该研究发表于《Frontiers in Microbiology》，聚焦于猪繁殖与呼吸综合征病毒（PRRSV）的分子诊断技术创新。研究背景方面，猪繁殖与呼吸综合征（PRRS）自20世纪80年代末首次报道以来，已成为全球养猪业经济损失最严重的疾病之一。PRRSV属于动脉炎病毒科（Arteriviridae）β动脉炎病毒属（Betaarterivirus），为单股正链RNA病毒。该病毒分为PRRSV-1（欧洲型）和PRRSV-2（北美型）两个基因型，其中PRRSV-2在中国流行。1996年经典株（C-PRRSV）CH-1a的分离标志着PRRSV-2在中国流行的开始；2006年高致病性毒株（HP-PRRSV）出现，其nsp2区域存在30个氨基酸（aa）的不连续缺失；2012年类NADC30毒株（NADC30-like）首次报道，其nsp2基因存在131个氨基酸的不连续缺失。近年来，NADC30-like毒株凭借其极强的重组能力和适应性优势，逐渐取代HP-PRRSV成为中国猪群中的优势流行株，但HP-PRRSV和C-PRRSV仍在部分猪场零星发生，使得中国PRRSV的遗传背景日趋复杂。现有RT-qPCR检测方法因病毒持续突变重组而面临假阴性风险增加的问题，及时更新引物和探针序列对保证诊断准确性至关重要。

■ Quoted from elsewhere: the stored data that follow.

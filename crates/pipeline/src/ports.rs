//! Port traits: the seams between orchestration and infrastructure.
//!
//! | Trait | Implemented by |
//! |-------|----------------|
//! | [`Executor`] | `nodes` (Researcher, ContentCreator, Reviewer) |
//! | [`DecisionOracle`] | `nodes::LlmDecisionOracle`, test stubs |
//! | [`LlmProvider`] | `llm::ChatCompletionsProvider` |
//! | [`SearchProvider`] | `search::TavilySearch` |
//! | [`CheckpointStore`] | [`crate::InMemoryCheckpointStore`], `store::FileCheckpointStore` |

use async_trait::async_trait;
use serde::{Deserialize, Serialize};

use crate::{
    AgentId, Checkpoint, CheckpointError, CheckpointSummary, ExecutorError, PartialStateUpdate,
    ProviderError, RunId, State,
};

// ---------------------------------------------------------------------------
// Executors and routing
// ---------------------------------------------------------------------------

/// A unit of work invoked by the driver for one iteration.
///
/// An executor reads the state and returns only the fields it touched. It
/// must not assume it runs exactly once per iteration: after a crash the
/// driver may re-invoke it from the last checkpoint.
#[async_trait]
pub trait Executor: Send + Sync {
    /// Which agent this executor acts as.
    fn agent(&self) -> AgentId;

    /// Runs one step against `state`.
    async fn execute(&self, state: &State) -> Result<PartialStateUpdate, ExecutorError>;
}

/// Proposes the next agent given a textual summary of the run.
///
/// The answer is advisory; the Controller corrects anything invalid.
#[async_trait]
pub trait DecisionOracle: Send + Sync {
    async fn decide(&self, context: &str) -> Result<String, ProviderError>;
}

// ---------------------------------------------------------------------------
// Language model
// ---------------------------------------------------------------------------

/// Completion tokens assumed for a request without `max_tokens`.
const DEFAULT_COMPLETION_ESTIMATE: u32 = 1_000;

/// One chat completion request.
#[derive(Debug, Clone, PartialEq, Serialize, Deserialize)]
pub struct CompletionRequest {
    /// System prompt setting the model's role.
    pub system: String,
    /// User prompt.
    pub prompt: String,
    /// Sampling temperature.
    pub temperature: f32,
    /// Upper bound on generated tokens, if any.
    pub max_tokens: Option<u32>,
}

impl CompletionRequest {
    pub fn new(system: impl Into<String>, prompt: impl Into<String>) -> Self {
        Self {
            system: system.into(),
            prompt: prompt.into(),
            temperature: 0.7,
            max_tokens: None,
        }
    }

    #[must_use]
    pub fn with_temperature(mut self, temperature: f32) -> Self {
        self.temperature = temperature;
        self
    }

    /// Rough model-token cost of the request: four characters per prompt
    /// token plus the completion allowance (1 000 when unset).
    pub fn estimated_tokens(&self) -> u32 {
        let prompt_chars = self.system.chars().count() + self.prompt.chars().count();
        let prompt_tokens = u32::try_from(prompt_chars / 4).unwrap_or(u32::MAX);
        prompt_tokens.saturating_add(self.max_tokens.unwrap_or(DEFAULT_COMPLETION_ESTIMATE))
    }

    #[must_use]
    pub fn with_max_tokens(mut self, max_tokens: u32) -> Self {
        self.max_tokens = Some(max_tokens);
        self
    }
}

/// A text-completion backend.
#[async_trait]
pub trait LlmProvider: Send + Sync {
    /// Short provider name for logs.
    fn name(&self) -> &str;

    /// Returns the completion text.
    async fn complete(&self, request: &CompletionRequest) -> Result<String, ProviderError>;
}

// ---------------------------------------------------------------------------
// Web search
// ---------------------------------------------------------------------------

/// One search result.
#[derive(Debug, Clone, PartialEq, Serialize, Deserialize)]
pub struct SearchHit {
    pub url: String,
    pub title: String,
    pub snippet: String,
    /// Provider-reported relevance in `[0, 1]`.
    pub relevance_score: f64,
}

/// A web search backend.
#[async_trait]
pub trait SearchProvider: Send + Sync {
    async fn search(&self, query: &str, max_results: usize) -> Result<Vec<SearchHit>, ProviderError>;
}

// ---------------------------------------------------------------------------
// Checkpoints
// ---------------------------------------------------------------------------

/// Durable storage of run snapshots, keyed by run id.
///
/// `save` must be durable before it returns. Versions start at 1 and increase
/// by one per save of the same run.
#[async_trait]
pub trait CheckpointStore: Send + Sync {
    /// Persists `state` and returns the new version.
    async fn save(&self, run_id: &RunId, state: &State) -> Result<u64, CheckpointError>;

    /// Loads the latest snapshot of a run.
    ///
    /// # Errors
    ///
    /// [`CheckpointError::NotFound`] if the run has never been saved.
    async fn load(&self, run_id: &RunId) -> Result<Checkpoint, CheckpointError>;

    /// Summaries of every stored run, ordered by run id.
    async fn list(&self) -> Result<Vec<CheckpointSummary>, CheckpointError>;

    /// Removes a run's snapshot. Deleting an unknown run is not an error.
    async fn delete(&self, run_id: &RunId) -> Result<(), CheckpointError>;
}

#[cfg(test)]
mod tests {
    use super::*;

    #[test]
    fn estimates_prompt_and_completion_tokens() {
        let request = CompletionRequest::new("a".repeat(40), "b".repeat(360));
        assert_eq!(request.estimated_tokens(), 100 + 1_000);
        assert_eq!(request.with_max_tokens(200).estimated_tokens(), 300);
    }
}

研究人员开展了针对PRRSV三种主要流行毒株的一步法多重RT-qPCR检测方法的建立与评价研究。通过从NCBI下载最新流行毒株全基因组序列并结合实验室分离株数据，在nsp2基因高变区筛选保守且分型特异的靶标区域，设计TaqMan MGB探针和引物，优化反应条件后对该方法的标准曲线、扩增效率、灵敏度、特异性、重复性及临床应用效果进行系统评价。研究结论表明，该方法具有高灵敏度、强特异性和良好的重复性，可用于临床样本中三种PRRSV亚型的快速鉴别诊断，为中国PRRSV的精准诊断、流行病学监测和防控提供可靠技术工具。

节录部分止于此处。